Goal of the exercise:
Please restate verbatim the lines that open the listing below, ending with the line in which "of a statement." occurs.

Provided data:
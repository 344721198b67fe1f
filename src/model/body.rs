//! Pre-translated method and constructor bodies.
//!
//! Expression translation happens upstream. A statement arrives as native text with typed holes where a field is
//! referenced, so the emitter can decide between a live load and a materialized constant.

use serde::{Deserialize, Serialize};

/// Where a field reference appears.
#[derive(Debug, Clone, Copy, PartialEq, Eq, Hash, Serialize, Deserialize)]
#[serde(rename_all = "snake_case")]
pub enum RefContext {
    /// Ordinary value position; rendered as a live field load.
    Value,
    /// Position that requires a compile-time constant (e.g. a `case` label).
    ConstantRequired,
}

/// One piece of a statement.
#[derive(Debug, Clone, PartialEq, Eq, Serialize, Deserialize)]
#[serde(rename_all = "snake_case")]
pub enum Segment {
    Text(String),
    FieldRef { field: String, context: RefContext },
}

/// A single statement with its originating source line.
#[derive(Debug, Clone, PartialEq, Eq, Serialize, Deserialize)]
pub struct StatementModel {
    pub line: u32,
    pub segments: Vec<Segment>,
}

impl StatementModel {
    pub fn new(line: u32, segments: Vec<Segment>) -> Self {
        Self { line, segments }
    }

    /// Field references made from constant-required positions.
    pub fn constant_refs(&self) -> impl Iterator<Item = &str> {
        self.segments.iter().filter_map(|seg| match seg {
            Segment::FieldRef {
                field,
                context: RefContext::ConstantRequired,
            } => Some(field.as_str()),
            Segment::FieldRef {
                context: RefContext::Value, ..
            }
            | Segment::Text(_) => None,
        })
    }
}

/// Shorthand for a text segment.
pub fn text(s: impl Into<String>) -> Segment {
    Segment::Text(s.into())
}

/// Shorthand for a field reference segment.
pub fn field_ref(field: impl Into<String>, context: RefContext) -> Segment {
    Segment::FieldRef {
        field: field.into(),
        context,
    }
}
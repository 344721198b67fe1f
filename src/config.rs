//! Emission configuration for a translation run.
//!
//! One [`EmitConfig`] is built before any unit is rendered and passed by reference into every synthesizer. It is
//! never stored in global state, which keeps concurrently rendered units independent.

use serde::{Deserialize, Serialize};

/// Generation options that affect implementation-unit text.
#[derive(Debug, Clone, Copy, Default, PartialEq, Eq, Serialize, Deserialize)]
pub struct EmitConfig {
    /// Interleave `#line` markers mapping emitted code back to object-language source lines.
    #[serde(default)]
    pub emit_line_directives: bool,
    /// Emit class-method accessors for static fields and enum constants.
    #[serde(default)]
    pub static_accessor_methods: bool,
}

impl EmitConfig {
    /// Create a new config with every option off
    pub fn new() -> Self {
        Self::default()
    }

    /// Set whether `#line` markers are emitted
    pub fn with_line_directives(mut self, enabled: bool) -> Self {
        self.emit_line_directives = enabled;
        self
    }

    /// Set whether static field and enum constant accessors are emitted
    pub fn with_static_accessor_methods(mut self, enabled: bool) -> Self {
        self.static_accessor_methods = enabled;
        self
    }
}
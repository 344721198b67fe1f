//! Declared types as the emitter sees them: primitives (copied) or native object classes (reference counted).

use objgen_core::lang::primitives::{self, PrimitiveId};
use serde::{Deserialize, Serialize};

/// Object-language primitive type.
#[derive(Debug, Clone, Copy, PartialEq, Eq, Hash, Serialize, Deserialize)]
#[serde(rename_all = "snake_case")]
pub enum PrimitiveType {
    Boolean,
    Byte,
    Char,
    Short,
    Int,
    Long,
    Float,
    Double,
    Void,
}

impl PrimitiveType {
    /// Vocabulary ID for registry lookups.
    pub fn id(self) -> PrimitiveId {
        match self {
            PrimitiveType::Boolean => PrimitiveId::Boolean,
            PrimitiveType::Byte => PrimitiveId::Byte,
            PrimitiveType::Char => PrimitiveId::Char,
            PrimitiveType::Short => PrimitiveId::Short,
            PrimitiveType::Int => PrimitiveId::Int,
            PrimitiveType::Long => PrimitiveId::Long,
            PrimitiveType::Float => PrimitiveId::Float,
            PrimitiveType::Double => PrimitiveId::Double,
            PrimitiveType::Void => PrimitiveId::Void,
        }
    }
}

/// A resolved declared type.
///
/// JSON form: `{"primitive": "int"}` or `{"object": "NSString"}`.
#[derive(Debug, Clone, PartialEq, Eq, Hash, Serialize, Deserialize)]
#[serde(rename_all = "snake_case")]
pub enum TypeRef {
    Primitive(PrimitiveType),
    /// Native class name, already prefixed (`NSString`, `ComExampleTest`).
    Object(String),
}

impl TypeRef {
    pub fn object(native_name: impl Into<String>) -> Self {
        TypeRef::Object(native_name.into())
    }

    /// Whether values of this type are reference counted (and must be retained/released on assignment).
    pub fn is_retained(&self) -> bool {
        matches!(self, TypeRef::Object(_))
    }

    pub fn is_void(&self) -> bool {
        matches!(self, TypeRef::Primitive(PrimitiveType::Void))
    }

    /// Spelling in a method signature or cast: `jint`, `NSString *`.
    pub fn native(&self) -> String {
        match self {
            TypeRef::Primitive(p) => primitives::native_name(p.id()).to_string(),
            TypeRef::Object(name) => format!("{name} *"),
        }
    }

    /// Declaration of a variable of this type: `jint Test_i`, `NSString *Test_ID`.
    pub fn declare(&self, name: &str) -> String {
        match self {
            TypeRef::Primitive(p) => format!("{} {name}", primitives::native_name(p.id())),
            TypeRef::Object(native) => format!("{native} *{name}"),
        }
    }

    /// Selector keyword used when this type names a parameter (`Int`, `NSString`).
    pub fn selector_keyword(&self) -> &str {
        match self {
            // `void` parameters are rejected upstream; fall back to its canonical spelling.
            TypeRef::Primitive(p) => primitives::selector_keyword(p.id()).unwrap_or(primitives::as_str(p.id())),
            TypeRef::Object(name) => name,
        }
    }
}
//! CLI command implementations
//!
//! Each command loads the model, renders every unit, reports failed units as diagnostics, and returns an exit code.
//! A failed unit never stops the others from being written.

use std::fs;
use std::path::Path;

use objgen_core::ReservedSymbols;

use super::{CliError, CliResult, EmitOptions, ExitCode};
use crate::backend::{UnitOutput, render_batch, report_diagnostics};
use crate::diagnostics::Diagnostic;
use crate::model::{TypeModel, load_types};

/// Maximum model file size (100 MB)
///
/// Files larger than this are rejected to prevent out-of-memory conditions
/// while deserializing.
const MAX_MODEL_SIZE: u64 = 100 * 1024 * 1024;

fn read_model(path: &Path) -> CliResult<Vec<TypeModel>> {
    let metadata =
        fs::metadata(path).map_err(|e| CliError::failure(format!("Cannot access file '{}': {}", path.display(), e)))?;
    if metadata.len() > MAX_MODEL_SIZE {
        return Err(CliError::failure(format!(
            "Model file '{}' is too large ({} bytes, max {} bytes)",
            path.display(),
            metadata.len(),
            MAX_MODEL_SIZE
        )));
    }
    load_types(path).map_err(|e| CliError::failure(format!("Error loading model: {e}")))
}

fn read_reserved(options: &EmitOptions) -> CliResult<ReservedSymbols> {
    let Some(path) = &options.reserved_symbols else {
        return Ok(ReservedSymbols::c_standard());
    };
    let text = fs::read_to_string(path)
        .map_err(|e| CliError::failure(format!("Error reading reserved symbols '{}': {}", path.display(), e)))?;
    let reserved = ReservedSymbols::parse(&text);
    tracing::debug!(path = %path.display(), symbols = reserved.len(), "loaded reserved symbols");
    Ok(reserved)
}

fn render(model: &Path, options: &EmitOptions) -> CliResult<Vec<UnitOutput>> {
    let types = read_model(model)?;
    let reserved = read_reserved(options)?;
    Ok(render_batch(&types, &options.config(), &reserved, options.jobs))
}

/// Print a fancy report for every failed unit and return the exit code for the batch.
fn finish(outputs: &[UnitOutput]) -> ExitCode {
    for output in outputs {
        if let Err(err) = &output.result {
            eprintln!("{:?}", miette::Report::new(err.clone()));
        }
    }
    let mut diagnostics: Vec<Diagnostic> = Vec::new();
    let failures = report_diagnostics(outputs, &mut diagnostics);
    for diagnostic in &diagnostics {
        tracing::debug!(kind = %diagnostic.kind, member = %diagnostic.member, "{diagnostic}");
    }
    if failures == 0 {
        ExitCode::SUCCESS
    } else {
        eprintln!("{failures} of {} unit(s) failed", outputs.len());
        ExitCode::FAILURE
    }
}

/// Render every type in `model` into `<output>/<Native>.m`.
pub fn emit(model: &Path, output: &Path, options: &EmitOptions) -> CliResult<ExitCode> {
    let outputs = render(model, options)?;
    fs::create_dir_all(output)
        .map_err(|e| CliError::failure(format!("Error creating output directory '{}': {}", output.display(), e)))?;

    let mut written = 0;
    for unit in &outputs {
        let Ok(text) = &unit.result else {
            continue;
        };
        let path = output.join(format!("{}.m", unit.native_name));
        fs::write(&path, text).map_err(|e| CliError::failure(format!("Error writing {}: {}", path.display(), e)))?;
        tracing::info!(type_name = %unit.type_name, path = %path.display(), "wrote unit");
        written += 1;
    }
    println!("✓ Wrote {written} unit(s) to {}", output.display());
    Ok(finish(&outputs))
}

/// Render every type in `model` without writing anything.
pub fn check(model: &Path, options: &EmitOptions) -> CliResult<ExitCode> {
    let outputs = render(model, options)?;
    let code = finish(&outputs);
    if code == ExitCode::SUCCESS {
        println!("✓ {} unit(s) OK", outputs.len());
    }
    Ok(code)
}
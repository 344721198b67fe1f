//! Emit `@synthesize` bindings for fields that opted into property synthesis.

use objgen_core::naming;

use super::{Decl, UnitEmitter};

impl<'a> UnitEmitter<'a> {
    /// Only instance fields have an ivar to bind; a mapped static field is skipped.
    pub(super) fn emit_property_bindings(&self) -> Vec<Decl> {
        self.ty
            .fields
            .iter()
            .filter(|field| !field.is_static && field.property_mapping().is_some())
            .map(|field| {
                Decl::single(
                    field.line,
                    format!("@synthesize {} = {};", field.name, naming::ivar_name(&field.name)),
                )
            })
            .collect()
    }
}
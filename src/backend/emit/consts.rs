//! Materialize compile-time constants and render field references.
//!
//! The object language lets a `final` field with a constant initializer appear where a compile-time constant is
//! required (a `case` label), whether or not the field is static. The native language needs a true literal there,
//! so such fields become `#define <Type>_<field> <literal>` and every reference renders as that name. A field that
//! is not materialized is read with a live load.
//!
//! This module also emits file-scope storage for the remaining static fields.

use std::collections::BTreeSet;

use objgen_core::lang::runtime;
use objgen_core::naming;

use crate::model::{FieldModel, RefContext, Segment, StatementModel, TypeModel};

use super::{Decl, EmitError, Stmt, UnitEmitter};

/// Fields selected for materialization, in declaration order.
#[derive(Debug, Default)]
pub(super) struct ConstantPlan<'m> {
    fields: Vec<&'m FieldModel>,
}

impl<'m> ConstantPlan<'m> {
    pub(super) fn is_materialized(&self, field: &str) -> bool {
        self.fields.iter().any(|f| f.name == field)
    }
}

impl<'a> UnitEmitter<'a> {
    /// Decide which fields are materialized as named constants.
    ///
    /// A field qualifies when upstream flagged it `constant_required` or some body references it from a
    /// constant-required position. Qualifying fields must be `final` and carry a folded value.
    pub(super) fn constant_plan(&self) -> Result<ConstantPlan<'a>, EmitError> {
        let ty: &'a TypeModel = self.ty;
        let mut referenced: BTreeSet<&str> = BTreeSet::new();
        for stmt in ty.statements() {
            for name in stmt.constant_refs() {
                if ty.field(name).is_none() {
                    return Err(self.malformed(
                        name,
                        stmt.line,
                        "constant-required reference to an undeclared field",
                    ));
                }
                referenced.insert(name);
            }
        }

        let mut fields = Vec::new();
        for field in &ty.fields {
            if !field.constant_required && !referenced.contains(field.name.as_str()) {
                continue;
            }
            if field.initializer.is_none() {
                return Err(self.malformed(
                    &field.name,
                    field.line,
                    "field is required to be a compile-time constant but has no folded value",
                ));
            }
            if !field.is_final {
                return Err(self.malformed(
                    &field.name,
                    field.line,
                    "field is required to be a compile-time constant but is not final",
                ));
            }
            tracing::debug!(field = %field.name, "materializing constant");
            fields.push(field);
        }
        Ok(ConstantPlan { fields })
    }

    /// `#define` lines for every materialized field.
    pub(super) fn emit_constants(&self, plan: &ConstantPlan<'_>) -> Vec<Decl> {
        plan.fields
            .iter()
            .filter_map(|field| {
                let value = field.initializer.as_ref()?;
                Some(Decl::single(
                    field.line,
                    format!("#define {} {}", naming::static_symbol(self.native(), &field.name), value.literal()),
                ))
            })
            .collect()
    }

    /// File-scope storage for static fields that were not materialized.
    pub(super) fn emit_static_storage(&self, plan: &ConstantPlan<'_>) -> Vec<Decl> {
        self.ty
            .fields
            .iter()
            .filter(|f| f.is_static && !plan.is_materialized(&f.name))
            .map(|field| {
                let declaration = field
                    .declared_type
                    .declare(&naming::static_symbol(self.native(), &field.name));
                let text = match &field.initializer {
                    Some(value) => format!("{declaration} = {};", value.literal()),
                    None => format!("{declaration};"),
                };
                Decl::single(field.line, text)
            })
            .collect()
    }

    /// Render a pre-translated body, filling in field references.
    pub(super) fn render_body(
        &self,
        plan: &ConstantPlan<'_>,
        body: &[StatementModel],
    ) -> Result<Vec<Stmt>, EmitError> {
        body.iter()
            .map(|stmt| Ok(Stmt::sourced(stmt.line, self.render_statement(plan, stmt)?)))
            .collect()
    }

    fn render_statement(&self, plan: &ConstantPlan<'_>, stmt: &StatementModel) -> Result<String, EmitError> {
        let mut out = String::new();
        for segment in &stmt.segments {
            match segment {
                Segment::Text(text) => out.push_str(text),
                Segment::FieldRef { field, context } => {
                    out.push_str(&self.render_field_ref(plan, field, *context, stmt.line)?);
                }
            }
        }
        Ok(out)
    }

    fn render_field_ref(
        &self,
        plan: &ConstantPlan<'_>,
        name: &str,
        context: RefContext,
        line: u32,
    ) -> Result<String, EmitError> {
        let Some(field) = self.ty.field(name) else {
            return Err(self.malformed(name, line, "reference to an undeclared field"));
        };
        // Materialized fields are compile-time constants; every reference inlines the name.
        if plan.is_materialized(name) {
            return Ok(naming::static_symbol(self.native(), name));
        }
        match context {
            RefContext::ConstantRequired => Err(self.malformed(name, line, "constant reference was not materialized")),
            RefContext::Value if field.is_static => Ok(runtime::load_static(self.native(), name)),
            RefContext::Value => Ok(format!("self->{}", naming::ivar_name(name))),
        }
    }
}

Answer box:
repository 344721198b67fe1f
filename src/model/body.rs
//! Pre-translated method and constructor bodies.
//!
//! Expression translation happens upstream. A statement arrives as native text with typed holes where a field is
//! referenced, so the emitter can decide between a live load and a materialized constant.

use serde::{Deserialize, Serialize};

/// Where a field reference appears.
#[derive(Debug, Clone, Copy, PartialEq, Eq, Hash, Serialize, Deserialize)]
#[serde(rename_all = "snake_case")]
pub enum RefContext {
    /// Ordinary value position; rendered as a live field load.
    Value,
    /// Position that requires a compile-time constant (e.g. a `case` label).
    ConstantRequired,
}

/// One piece of a statement.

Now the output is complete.